Haiga

Luis Frías

¿A quién no se le ha escapado un desdichado haiga, en lugar del correcto haya? ¿Quién no se ha visto en aprietos las ocasiones en que el amigo que estudió en París saca a flote churriguerescas palabras cuyo significado desconocemos? Creo que miente quien sostenga que nunca ha tenido afectaciones nerviosas en público cuando de hablar con toda corrección se trata. De hecho, no dudo que cualquier persona entendería el asunto más abstruso —de ésos que a menudo se explican en las altas esferas del barroco lenguaje— a condición de que se explicara en términos simples y llanos.

Siempre es grato acordarse de las frases famosas. Y nadie como Groucho Marx cuando se trata de meter ideas geniales en una pequeñita frase. Este actor estadounidense llegó a decir: “¿No te gustan mis principios? No te preocupes: tengo otros.” Se atesoran las frases que te causan alguna emoción importante, o que te forman un juicio distinto a la que antes tenías. ¡Eso es lo importante de ellas! Las que acuñan los escritores a menudo son las más inteligentes e incontestables. Se le atribuyen a Saint-Beuve estas palabras: “Siempre me gusta juzgar a los escritores según su fuerza inicial, quitándoles lo adquirido”. Con más cercanía a nuestra realidad latinoamericana, tenemos al exageradamente idolatrado García Márquez, quien dijo la cursilería de que: “Yo escribo para que me quieran”. Es una lástima que el arte de componer frases esté pasando por una de sus peores etapas. 

Ricardo Garibay solía decir una gran cosa: “Los políticos no hablan; ladran”. Pues son precisamente los políticos quienes hoy día ladran las frases más recurrentes de la vida pública. “Lavadora de dos patas”, por ejemplo, es como el ex presidente se refiere a su mujer. Pero es “coopelas o cuello” definitivamente la construcción más célebre. Sea como fuere, comparten todas estas frases una singularidad común: palabras sencillísimas, cuando no inexistentes en el Diccionario de la Real Academia de la Lengua Española (DRAE).

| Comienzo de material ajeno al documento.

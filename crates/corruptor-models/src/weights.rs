//! Tensor payloads: floating-point parameters and pass-through buffers
//!
//! Parameters are decoded into an `f64` working copy so that repeated noise
//! accumulation does not round at every step; they are rounded back to their
//! stored dtype only when encoded.

use crate::error::{CorruptorError, Result};
use bytes::Bytes;
use half::{bf16, f16};

/// Element type of a stored tensor
#[derive(Debug, Clone, Copy, PartialEq, Eq, Hash)]
pub enum Dtype {
    /// 64-bit float
    F64,
    /// 32-bit float
    F32,
    /// IEEE half precision
    F16,
    /// Brain float 16
    BF16,
    /// 64-bit signed integer
    I64,
    /// 32-bit signed integer
    I32,
    /// 16-bit signed integer
    I16,
    /// 8-bit signed integer
    I8,
    /// 8-bit unsigned integer
    U8,
    /// Boolean (one byte)
    Bool,
}

impl Dtype {
    /// Parse a header dtype tag
    ///
    /// # Errors
    ///
    /// Returns [`CorruptorError::UnsupportedDtype`] for unknown tags.
    pub fn from_tag(tag: &str) -> Result<Self> {
        let dtype = match tag {
            "F64" => Self::F64,
            "F32" => Self::F32,
            "F16" => Self::F16,
            "BF16" => Self::BF16,
            "I64" => Self::I64,
            "I32" => Self::I32,
            "I16" => Self::I16,
            "I8" => Self::I8,
            "U8" => Self::U8,
            "BOOL" => Self::Bool,
            other => return Err(CorruptorError::unsupported_dtype(other)),
        };
        Ok(dtype)
    }

    /// Header dtype tag
    pub const fn tag(self) -> &'static str {
        match self {
            Self::F64 => "F64",
            Self::F32 => "F32",
            Self::F16 => "F16",
            Self::BF16 => "BF16",
            Self::I64 => "I64",
            Self::I32 => "I32",
            Self::I16 => "I16",
            Self::I8 => "I8",
            Self::U8 => "U8",
            Self::Bool => "BOOL",
        }
    }

    /// Bytes per element
    pub const fn size_bytes(self) -> usize {
        match self {
            Self::F64 | Self::I64 => 8,
            Self::F32 | Self::I32 => 4,
            Self::F16 | Self::BF16 | Self::I16 => 2,
            Self::I8 | Self::U8 | Self::Bool => 1,
        }
    }

    /// Whether tensors of this dtype are trainable parameters
    pub const fn is_float(self) -> bool {
        matches!(self, Self::F64 | Self::F32 | Self::F16 | Self::BF16)
    }
}

impl std::fmt::Display for Dtype {
    fn fmt(&self, f: &mut std::fmt::Formatter<'_>) -> std::fmt::Result {
        f.write_str(self.tag())
    }
}

/// Number of elements for a shape (a scalar has one)
///
/// # Errors
///
/// Returns error if the product overflows `usize`.
pub fn element_count(name: &str, shape: &[usize]) -> Result<usize> {
    shape
        .iter()
        .try_fold(1usize, |acc, &dim| acc.checked_mul(dim))
        .ok_or_else(|| CorruptorError::invalid_tensor(name, "shape element count overflows"))
}

/// Payload size in bytes for a shape and dtype
///
/// # Errors
///
/// Returns error if the size overflows `usize`.
pub fn byte_len(name: &str, shape: &[usize], dtype: Dtype) -> Result<usize> {
    element_count(name, shape)?
        .checked_mul(dtype.size_bytes())
        .ok_or_else(|| CorruptorError::invalid_tensor(name, "shape byte length overflows"))
}

/// Floating-point parameter tensor with a writable working buffer
#[derive(Debug, Clone, PartialEq)]
pub struct Parameter {
    name: String,
    dtype: Dtype,
    shape: Vec<usize>,
    values: Vec<f64>,
}

impl Parameter {
    /// Create a parameter from already-decoded values
    ///
    /// # Errors
    ///
    /// Returns error if the dtype is not floating point or the value count
    /// does not match the shape.
    pub fn new(
        name: impl Into<String>,
        dtype: Dtype,
        shape: Vec<usize>,
        values: Vec<f64>,
    ) -> Result<Self> {
        let name = name.into();

        if !dtype.is_float() {
            return Err(CorruptorError::invalid_tensor(
                name,
                format!("dtype {dtype} is not a floating-point parameter type"),
            ));
        }

        let expected = element_count(&name, &shape)?;
        if values.len() != expected {
            return Err(CorruptorError::invalid_tensor(
                name,
                format!("shape {shape:?} needs {expected} values, got {}", values.len()),
            ));
        }

        Ok(Self {
            name,
            dtype,
            shape,
            values,
        })
    }

    /// Decode little-endian tensor bytes
    ///
    /// # Errors
    ///
    /// Returns error if the byte length does not match shape and dtype.
    pub fn decode(name: &str, dtype: Dtype, shape: Vec<usize>, bytes: &[u8]) -> Result<Self> {
        let expected = byte_len(name, &shape, dtype)?;
        if bytes.len() != expected {
            return Err(CorruptorError::invalid_tensor(
                name,
                format!("expected {expected} bytes, got {}", bytes.len()),
            ));
        }

        let values = match dtype {
            Dtype::F64 => bytes
                .chunks_exact(8)
                .map(|chunk| {
                    let mut raw = [0u8; 8];
                    raw.copy_from_slice(chunk);
                    f64::from_le_bytes(raw)
                })
                .collect(),
            Dtype::F32 => bytes
                .chunks_exact(4)
                .map(|chunk| {
                    let mut raw = [0u8; 4];
                    raw.copy_from_slice(chunk);
                    f64::from(f32::from_le_bytes(raw))
                })
                .collect(),
            Dtype::F16 => bytes
                .chunks_exact(2)
                .map(|chunk| f16::from_le_bytes([chunk[0], chunk[1]]).to_f64())
                .collect(),
            Dtype::BF16 => bytes
                .chunks_exact(2)
                .map(|chunk| bf16::from_le_bytes([chunk[0], chunk[1]]).to_f64())
                .collect(),
            other => {
                return Err(CorruptorError::invalid_tensor(
                    name,
                    format!("dtype {other} cannot be decoded as a parameter"),
                ));
            }
        };

        Self::new(name, dtype, shape, values)
    }

    /// Encode the working buffer in the stored dtype
    pub fn encode(&self) -> Vec<u8> {
        let mut out = Vec::with_capacity(self.values.len() * self.dtype.size_bytes());

        for &v in &self.values {
            match self.dtype {
                Dtype::F64 => out.extend_from_slice(&v.to_le_bytes()),
                #[allow(clippy::cast_possible_truncation)]
                Dtype::F32 => out.extend_from_slice(&(v as f32).to_le_bytes()),
                Dtype::F16 => out.extend_from_slice(&f16::from_f64(v).to_le_bytes()),
                Dtype::BF16 => out.extend_from_slice(&bf16::from_f64(v).to_le_bytes()),
                // Constructors reject non-float dtypes
                _ => {}
            }
        }

        out
    }

    /// Tensor name
    pub fn name(&self) -> &str {
        &self.name
    }

    /// Stored dtype
    pub const fn dtype(&self) -> Dtype {
        self.dtype
    }

    /// Tensor shape
    pub fn shape(&self) -> &[usize] {
        &self.shape
    }

    /// Working values in row-major order
    pub fn values(&self) -> &[f64] {
        &self.values
    }

    /// Number of elements
    pub fn len(&self) -> usize {
        self.values.len()
    }

    /// Whether the tensor has no elements
    pub fn is_empty(&self) -> bool {
        self.values.is_empty()
    }

    /// Add `factor * noise` element-wise
    ///
    /// # Errors
    ///
    /// Returns error if `noise` does not have one value per element.
    pub fn add_scaled(&mut self, factor: f64, noise: &[f64]) -> Result<()> {
        if noise.len() != self.values.len() {
            return Err(CorruptorError::invalid_tensor(
                self.name.clone(),
                format!(
                    "noise has {} values, parameter has {}",
                    noise.len(),
                    self.values.len()
                ),
            ));
        }

        for (value, n) in self.values.iter_mut().zip(noise) {
            *value += factor * n;
        }

        Ok(())
    }
}

/// Non-floating-point tensor carried through unchanged
#[derive(Debug, Clone, PartialEq)]
pub struct Buffer {
    /// Tensor name
    pub name: String,

    /// Stored dtype
    pub dtype: Dtype,

    /// Tensor shape
    pub shape: Vec<usize>,

    /// Raw little-endian bytes (Bytes keeps snapshot copies cheap)
    pub data: Bytes,
}

impl Buffer {
    /// Create a buffer, checking the byte length against shape and dtype
    ///
    /// # Errors
    ///
    /// Returns error on a length mismatch.
    pub fn new(
        name: impl Into<String>,
        dtype: Dtype,
        shape: Vec<usize>,
        data: impl Into<Bytes>,
    ) -> Result<Self> {
        let name = name.into();
        let data = data.into();
        let expected = byte_len(&name, &shape, dtype)?;

        if data.len() != expected {
            return Err(CorruptorError::invalid_tensor(
                name,
                format!("expected {expected} bytes, got {}", data.len()),
            ));
        }

        Ok(Self {
            name,
            dtype,
            shape,
            data,
        })
    }
}

/// A stored tensor, in file order
#[derive(Debug, Clone, PartialEq)]
pub enum Tensor {
    /// Floating-point parameter (perturbed)
    Parameter(Parameter),
    /// Anything else (copied verbatim)
    Buffer(Buffer),
}

impl Tensor {
    /// Tensor name
    pub fn name(&self) -> &str {
        match self {
            Self::Parameter(p) => p.name(),
            Self::Buffer(b) => &b.name,
        }
    }

    /// Stored dtype
    pub const fn dtype(&self) -> Dtype {
        match self {
            Self::Parameter(p) => p.dtype(),
            Self::Buffer(b) => b.dtype,
        }
    }

    /// Tensor shape
    pub fn shape(&self) -> &[usize] {
        match self {
            Self::Parameter(p) => p.shape(),
            Self::Buffer(b) => &b.shape,
        }
    }

    /// Encoded payload
    pub fn to_bytes(&self) -> Vec<u8> {
        match self {
            Self::Parameter(p) => p.encode(),
            Self::Buffer(b) => b.data.to_vec(),
        }
    }
}

#[cfg(test)]
mod tests {
    use super::*;

    #[test]
    fn test_dtype_tags() {
        for tag in ["F64", "F32", "F16", "BF16", "I64", "I32", "I16", "I8", "U8", "BOOL"] {
            assert_eq!(Dtype::from_tag(tag).unwrap().tag(), tag);
        }
        assert!(matches!(
            Dtype::from_tag("C64"),
            Err(CorruptorError::UnsupportedDtype { .. })
        ));
    }

    #[test]
    fn test_f32_decode_encode() {
        let raw: Vec<u8> = [1.5f32, -2.25, 0.1]
            .iter()
            .flat_map(|v| v.to_le_bytes())
            .collect();

        let param = Parameter::decode("w", Dtype::F32, vec![3], &raw).unwrap();
        assert_eq!(param.len(), 3);
        assert!((param.values()[0] - 1.5).abs() < 1e-12);
        assert!((param.values()[1] + 2.25).abs() < 1e-12);

        // f32 -> f64 -> f32 is exact
        assert_eq!(param.encode(), raw);
    }

    #[test]
    fn test_f16_decode() {
        let raw: Vec<u8> = [f16::from_f32(0.5), f16::from_f32(-4.0)]
            .iter()
            .flat_map(|v| v.to_le_bytes())
            .collect();

        let param = Parameter::decode("h", Dtype::F16, vec![2], &raw).unwrap();
        assert_eq!(param.values(), &[0.5, -4.0]);
    }

    #[test]
    fn test_length_mismatch_rejected() {
        let raw = vec![0u8; 10];
        assert!(matches!(
            Parameter::decode("w", Dtype::F32, vec![3], &raw),
            Err(CorruptorError::InvalidTensor { .. })
        ));
        assert!(Buffer::new("idx", Dtype::I64, vec![2], raw).is_err());
    }

    #[test]
    fn test_scalar_shape_has_one_element() {
        assert_eq!(element_count("s", &[]).unwrap(), 1);
        let param = Parameter::new("s", Dtype::F64, vec![], vec![3.0]).unwrap();
        assert_eq!(param.len(), 1);
    }

    #[test]
    fn test_overflowing_shape_rejected() {
        let huge = vec![usize::MAX / 2, 4];
        assert!(matches!(
            element_count("w", &huge),
            Err(CorruptorError::InvalidTensor { .. })
        ));
        assert!(byte_len("w", &[usize::MAX / 2], Dtype::F32).is_err());
        assert!(Parameter::decode("w", Dtype::F32, huge.clone(), &[]).is_err());
        assert!(Buffer::new("idx", Dtype::U8, huge, Vec::new()).is_err());
    }

    #[test]
    fn test_integer_parameter_rejected() {
        assert!(Parameter::new("n", Dtype::I32, vec![1], vec![1.0]).is_err());
    }

    #[test]
    fn test_add_scaled() {
        let mut param = Parameter::new("w", Dtype::F64, vec![2], vec![1.0, 2.0]).unwrap();
        param.add_scaled(0.5, &[2.0, -4.0]).unwrap();
        assert_eq!(param.values(), &[2.0, 0.0]);

        assert!(param.add_scaled(1.0, &[1.0]).is_err());
    }
}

Recuerdo que en Rayuela, la novela de Julio Cortázar, hay un gordo tomo del DRAE cuya portada está rudamente descuartizada por la navaja de alguien. Se lo merecía. Y es que no hace mucho, el pleno de Real Academia autorizó incluir en la lengua española varios neologismos. No hay ninguna sorpresa. El caso es que desde hace un tiempo leía en la prensa que ya se pueden decir sin remordimiento de conciencia, palabras tan naturales como el agua: blúmer, aeromozo, blu jean y nocaut, entre otras. 

Los computarizados pueden dormir tranquilos y decir con libertad de lengua: descargar, subir, maximizar, minimizar y varias palabras más de la creciente informática. Autoridad del lenguaje creada hace siglos para poner orden en un sistema lingüístico donde cada quien decía las palabras como se le antojara, tengo la opinión de que la Real Academia está perdiendo uno tras otro los ronds contra el lenguaje hablado (¿round será correcto?). Pero siempre ha sido así. Decía Hemingway que mientras la verdad se está calzando las botas, la mentira ya recorrió el mundo. Pues bien, mientras en la calle algún término nace, crece y se desarrolla, la Real Academia apenas está decidiendo si le da carta de naturalización. Como si hiciera falta… Un caso concreto será de gran ayuda. 

En respuesta al término anglosajón marketing, se inventó en castellano la palabreja mercadotecnia. “Conjunto de principios y prácticas que buscan el aumento del comercio, especialmente de la demanda”: así la define el DRAE. No temo equivocarme al sostener que sólo después de que una palabra ha cobrado vida, de que se ha vuelto de uso corriente y de que todo el mundo la aplica sin reparos, es entonces cuando la amodorrada Real Academia de la Lengua acepta incluirla en un diccionario atravesado por los cortes de una navaja en la novela de Julio Cortázar.

No quiero terminar sin distinguir las dos ramas capitales que hay entre los estudiosos del lenguaje. De un lado, están los que prescriben: dictan las leyes sobre el correcto uso de las palabras. Del otro, los que describen: se sujetan a observar qué pasa en el lenguaje y tratan de explicarlo. Yo me pondría del lado de estos segundos, y me valdría de una verdad: la mejor literatura es la que renueva el lenguaje. “El escritor debe amar el lenguaje, pero debe tener el valor de transgredirlo”, decía Octavio Paz.

Cuando se encuentre en medio de una situación donde no entienda algún término complicado, consuélese pensando en que tal vez la Real Academia apruebe en algún futuro el uso del desafortunado haiga, en desmedro del correcto haya.